Sunday, 27 April 2014

A Successful Death Cafe

I'm pleased to say that Huddersfield's first Death Cafe went really well.
I was extremely pleased by how it turned out.
There was a total of 13 people (that's including myself). It was held at the World Peace Cafe at the Vajrapani Buddhist Centre in Birkby. I don't think the discussion group could've had a better venue. A sense of calm and serenity ran throughout the cafe as people discussed death and dying - and ultimately life.
Due to the mixed response on Facebook and on the Huddersfield Examiner's website, I wasn't sure if those who had registered would even turn up. I would say that over 90% of them did (some brought their friends) - and afterwards they asked when the next one would be, which was always nice to hear.
The group started at 2:30pm and at about 2:35 a lady walked into the cafe. She went to the counter and ordered herself a coffee. I wasn't sure if she was part of the group and I didn't know how to ask her. Standing at the door holding a sign that said "DEATH & DYING" crossed my mind, but I thought it might put people off.
'I'll ask her,' a friend said.
He walked up to her and I heard him quietly say, 'Excuse me, have you come for the Death Cafe.'
The look she gave him was as if she was staring Mr G Reaper in the face. 'God, no,' she said.
My friend laugh, nervously.
This lady ended up joining the group and was one of the last three people to leave an hour after the group was supposed to finish. 
Even though it was a discussion group based on death, this was only a minute section of the vast range of topics that was covered.
95% of the people who came were meeting one another for the first time. When we talk to strangers we naturally want to share our stories - and over coffee and cake, we naturally listen. When we actively listen to someone it's not only them who benefit, but we do too. Without realising it, when we give someone our attention and our time, a feeling of worth arises within us.
We are giving of ourselves. We are contributing to the greater good.
As for myself, I had to do very little. The admin was taken care of by my good friend, Susan Dewhurst (Over The Rainbow Workshops) and beforehand, all I did was type up and print 10 questions that I thought could be used as a guide, just in case people were stuck for what to talk about next.
The questions were:
1. Do you fear death?
2. How often do you think of death and dying, and why?
3. Do you believe in an afterlife? If you do, how does this belief affect your attitude to death and dying? How does it affect your attitude to living?
(The same goes for if you don't believe in life beyond the physical world; How does this belief affect your attitude to death and dying? How does it affect your attitude to living?)
4. How do you think the Hospice movement has affected our attitude towards death and dying?
5. Do you want to be buried or cremated?
6. Why do you think people don't want to talk about death and dying? Why do you think it is known as a taboo topic?
7. Do you visit cemeteries?
8. Why do you think death is feared by the majority?
9. Have you ever read any books on death and dying?
10. Do you see death as separate from life?
If you're thinking of setting up your own Death Cafe (which is not a cafe but a discussion group based in a cafe) then I highly recommend.
Remember, talking about death is talking about life.
And life isn't that scary, is it?

Sunday, 20 April 2014

Playing Catch-Up

Going through some old files on my memory stick I came across a folder called 'Playing Catch-up'. I'm not sure if it's an old blog post or not, but I thought I would share it. I found it quite interesting to read.

I wrote it in 2011.

This was the dream; 

I shut the door behind me and walk away with a mixed bag of feelings, ranging from relief, fear, sadness and guilt. Then I see my car parked on the street and notice my clothes crammed on the back seat and all my trainers and shoes in the passenger foot well. 

It was crystal clear. 

Then I woke up. 

But this time there was no waking up. 

I'm living it. 

Every moment is exactly how I perceived it when I was asleep. I knew it wasn't just a dream. I felt it, but I couldn't decipher its meaning at the time. It was too vivid to be a dream. 
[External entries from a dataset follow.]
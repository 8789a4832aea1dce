use axum::extract::State;
use axum::http::StatusCode;
use axum::Json;
use serde_json::{json, Value};
use uuid::Uuid;

use crate::error::CoreError;
use crate::http::request::{ActingAgent, ApiJson, ApiPath, ApiQuery, SendQuoteBody, UpdateQuoteBody, VersionQuery};
use crate::http::response::ApiError;
use crate::http::server::AppState;
use crate::quoting::state::check_owner;
use crate::quoting::types::{NewQuote, Quote};
use crate::storage::run_with_retry;

pub async fn create_quote(
    State(state): State<AppState>,
    agent: ActingAgent,
    ApiJson(new_quote): ApiJson<NewQuote>,
) -> Result<(StatusCode, Json<Quote>), ApiError> {
    if let Some(acting) = agent.as_deref() {
        if acting != new_quote.agent_id {
            return Err(CoreError::Forbidden {
                reason: format!("agent '{}' cannot create quotes for '{}'", acting, new_quote.agent_id),
            }
            .into());
        }
    }

    let quote = state.guard.create_quote(new_quote).await?;
    Ok((StatusCode::CREATED, Json(quote)))
}

/// Reads are idempotent, so transient storage failures are retried here
/// until the server starts shutting down.
pub async fn get_quote(
    State(state): State<AppState>,
    ApiPath(id): ApiPath<Uuid>,
    agent: ActingAgent,
) -> Result<Json<Quote>, ApiError> {
    let guard = &state.guard;
    let cancel = Some(state.shutdown.token());
    let quote = run_with_retry(state.read_retries, state.read_base_delay, cancel, || guard.get_quote(id)).await?;
    check_owner(&quote, agent.as_deref())?;
    Ok(Json(quote))
}

pub async fn update_quote(
    State(state): State<AppState>,
    ApiPath(id): ApiPath<Uuid>,
    agent: ActingAgent,
    ApiJson(body): ApiJson<UpdateQuoteBody>,
) -> Result<Json<Quote>, ApiError> {
    let quote = state
        .guard
        .update_with_version(id, body.expected_version, body.patch, agent.as_deref())
        .await?;
    Ok(Json(quote))
}

pub async fn send_quote(
    State(state): State<AppState>,
    ApiPath(id): ApiPath<Uuid>,
    agent: ActingAgent,
    ApiJson(body): ApiJson<SendQuoteBody>,
) -> Result<Json<Quote>, ApiError> {
    let quote = state.guard.send_quote(id, body.expected_version, agent.as_deref()).await?;
    Ok(Json(quote))
}

pub async fn delete_quote(
    State(state): State<AppState>,
    ApiPath(id): ApiPath<Uuid>,
    ApiQuery(query): ApiQuery<VersionQuery>,
    agent: ActingAgent,
) -> Result<StatusCode, ApiError> {
    state.guard.delete_quote(id, query.expected_version, agent.as_deref()).await?;
    Ok(StatusCode::NO_CONTENT)
}

pub async fn health() -> Json<Value> {
    Json(json!({ "status": "ok" }))
}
Dreams are fuzzy - premonitions and visits stay with you. They're meaningful. It's almost as if the formless part of you, the part of you that is beyond the restrictions of space and time, has experienced part of your blueprint and has decided to show you a snippet of it. Then with time you gradually catch up with what you saw.

It has happened to me before when I was working in a supermarket in my late teens. I 'dreampt' I was walking down the staff corridor and began to work my way down the stairs to the shop floor. But it was the feeling and the detail that stood out. 

That's how I knew it wasn't a dream. 

I knew exactly where I was . . . I'd worked there for five years and I hated it when I dreamt of work. I felt like I was being cheated of good sleep. But this was different because I felt ecstatic. A feeling of pure joy and lightness coursed its way through my dream-self. I even woke up with a smile on my face.

At the time I couldn't figure out its meaning. 

It took me about a year to catch up to it. 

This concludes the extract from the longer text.